No, no. I agree that the transitory phase, the DOTP, would manifest in the beginnings as a form of state-capitalism oriented to "benefit" the people.
However, I am referring to the theory of the USSR under Stalin, as being State Capitalist, as opposed to a Degenerated Workers' State, Socialist or Bureaucratic Collectivism.
I am not asking whether it is correct, or not, but what the key elements to it are.
Brosa Luxemburg
8th June 2012, 04:00
Here is a good video by scholar Hillel Ticktin on the subject.
http://vimeo.com/29505740
He says that Russia under Stalin was essentially a "non-mode of production" and I agree.
Brosa Luxemburg
8th June 2012, 04:22
I am not asking whether it is correct, or not, but what the key elements to it are.
Existence of commodity production, wage labor, and things like that. Hillel Ticktin talks about them in that video but he also talks about why those views are wrong, so it is kinda biased.
Prinskaj
8th June 2012, 08:02
However, I am referring to the theory of the USSR under Stalin, as being State Capitalist, as opposed to a Degenerated Workers' State, Socialist or Bureaucratic Collectivism.
I am sorry for that slight misunderstanding.
Many people, such as myself, refer to the USSR as state-capitalist. And we do this because it still retained the capitalist mode of production, i.e. the relation to productions such as wage labour, commodity production and such. But only that the state had responsibility over this production.
Lucretia
9th June 2012, 01:54
From a post I made to another thread about basically the same question:
Pick up Tony Cliff's "State Capitalism in Russia," and Hobson and Tabor's "Trotskyism and the Dilemma of Socialism."

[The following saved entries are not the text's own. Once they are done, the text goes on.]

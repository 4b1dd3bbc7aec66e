//! Mailbox tree layout.
//!
//! ```text
//! <base>/<homeserver>/<user>/<room id>/name
//! <base>/<homeserver>/<user>/<room id>/in
//! <base>/<homeserver>/<user>/<room id>/<sender id>/<event id>:<homeserver>
//! ```
//!
//! Every path is a pure function of its inputs, so the existence of a message
//! file is enough to know the message was already mirrored.

use std::path::{Path, PathBuf};

/// File holding the current display name of a room.
pub const NAME_FILE: &str = "name";
/// Named pipe relaying text into a room.
pub const CONDUIT_FILE: &str = "in";

/// Mailbox tree of one account on one homeserver.
#[derive(Debug, Clone, PartialEq, Eq)]
pub struct MailboxTree {
    /// `<base>/<homeserver>/<user>`
    account_dir: PathBuf,
    homeserver: String,
}

impl MailboxTree {
    /// Creates the layout rooted at `base_dir` for `user` on `homeserver`.
    pub fn new(base_dir: &Path, homeserver: &str, user: &str) -> Self {
        MailboxTree {
            account_dir: base_dir.join(homeserver).join(user),
            homeserver: homeserver.to_owned(),
        }
    }

    pub fn account_dir(&self) -> &Path {
        &self.account_dir
    }

    pub fn room_dir(&self, room_id: &str) -> PathBuf {
        self.account_dir.join(room_id)
    }

    pub fn name_path(&self, room_id: &str) -> PathBuf {
        self.room_dir(room_id).join(NAME_FILE)
    }

    pub fn conduit_path(&self, room_id: &str) -> PathBuf {
        self.room_dir(room_id).join(CONDUIT_FILE)
    }

    pub fn sender_dir(&self, room_id: &str, sender: &str) -> PathBuf {
        self.room_dir(room_id).join(sender)
    }

    /// Path of the file holding one message.
    pub fn message_path(&self, room_id: &str, sender: &str, event_id: &str) -> PathBuf {
        self.sender_dir(room_id, sender)
            .join(format!("{}:{}", event_id, self.homeserver))
    }
}

#[cfg(test)]
mod tests {
    use super::*;

    fn tree() -> MailboxTree {
        MailboxTree::new(Path::new("/tmp/mm"), "example.org", "alice")
    }

    #[test]
    fn test_message_path_scenario() {
        let path = tree().message_path("!r:example.org", "@bob:example.org", "$evt1");
        assert_eq!(
            path,
            PathBuf::from("/tmp/mm/example.org/alice/!r:example.org/@bob:example.org/$evt1:example.org")
        );
    }

    #[test]
    fn test_message_path_is_deterministic() {
        let first = tree().message_path("!r:example.org", "@bob:example.org", "$evt1");
        let second = MailboxTree::new(Path::new("/tmp/mm"), "example.org", "alice").message_path(
            "!r:example.org",
            "@bob:example.org",
            "$evt1",
        );
        assert_eq!(first, second);
    }

    #[test]
    fn test_distinct_events_have_distinct_paths() {
        let tree = tree();
        let first = tree.message_path("!r:example.org", "@bob:example.org", "$evt1");
        let second = tree.message_path("!r:example.org", "@bob:example.org", "$evt2");
        assert_ne!(first, second);
        assert_eq!(first.parent(), second.parent());
    }

    #[test]
    fn test_room_files() {
        let tree = tree();
        assert_eq!(
            tree.name_path("!r:example.org"),
            PathBuf::from("/tmp/mm/example.org/alice/!r:example.org/name")
        );
        assert_eq!(
            tree.conduit_path("!r:example.org"),
            PathBuf::from("/tmp/mm/example.org/alice/!r:example.org/in")
        );
    }

    #[test]
    fn test_trailing_slash_in_base_dir_is_irrelevant() {
        let with_slash = MailboxTree::new(Path::new("/tmp/mm/"), "example.org", "alice");
        assert_eq!(with_slash, tree());
    }
}
//! Off-heap binary storage.
//!
//! Binary payloads above the inline limit live here, shared between heaps
//! behind an `Arc`. The bytes are immutable once constructed; sub-binaries
//! are windows `(offset, len)` into the same allocation, so a live window
//! keeps its parent's data alive through the shared reference count.

use core::fmt;

/// Immutable shared byte storage for reference-counted binaries.
#[derive(PartialEq, Eq, Hash)]
pub struct BinaryData {
    bytes: Box<[u8]>,
}

impl BinaryData {
    pub fn from_bytes(bytes: &[u8]) -> Self {
        Self { bytes: bytes.into() }
    }

    pub fn from_vec(bytes: Vec<u8>) -> Self {
        Self { bytes: bytes.into_boxed_slice() }
    }

    #[inline]
    pub fn as_bytes(&self) -> &[u8] {
        &self.bytes
    }

    #[inline]
    pub fn len(&self) -> usize {
        self.bytes.len()
    }

    #[inline]
    pub fn is_empty(&self) -> bool {
        self.bytes.is_empty()
    }
}

impl fmt::Debug for BinaryData {
    fn fmt(&self, f: &mut fmt::Formatter<'_>) -> fmt::Result {
        write!(f, "BinaryData({} bytes)", self.len())
    }
}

The basic argument is that capitalism is a form of production in which one class has monopolized possession of the productive resources, but is unable to coerce directly specific workers into utilizing those means of production, such that a degree of de facto contractual freedom between owners and workers exists. The capitalist class uses its control over the means of production to extract the maximum amount of surplus value/labor from the workers in order to compete/keep pace with rival units of capital that are similarly trying to maximize exploitation of their workers. As capital concentrates, and small business evolve into larger multi-divisional or sometimes multi-industrial-sector economic units, complete with internal planning, the process of capitalist exploitation coincides with the development of a bureaucratic capitalist class that attempts to use its planning capabilities to compete effectively with rival units of capital.
The USSR, it is said, was an extreme example of this phenomenon -- one that was only able to develop the way it did because of the degeneration of a revolution that had already consolidated control of the means of production into the hands of a central agency -- the Soviet state. Once the state slipped from the control of society, the workers in particular, it became a capitalist class society where the bureaucracy came to play the role of capitalist enterprise managers responding to the dictates of the law of value as they competed with rivals states and economic formations.
JPSartre12
21st June 2012, 18:04
Here is a good video by scholar Hillel Ticktin on the subject.
He says that Russia under Stalin was essentially a "non-mode of production" and I agree.
Thanks for that link .... The videos great. I'm fairly new here, and the whole idea of the USSR actually having a decent economy but being knocked around by capitalist propaganda isn't something that I'd though of before. Makes sense though :)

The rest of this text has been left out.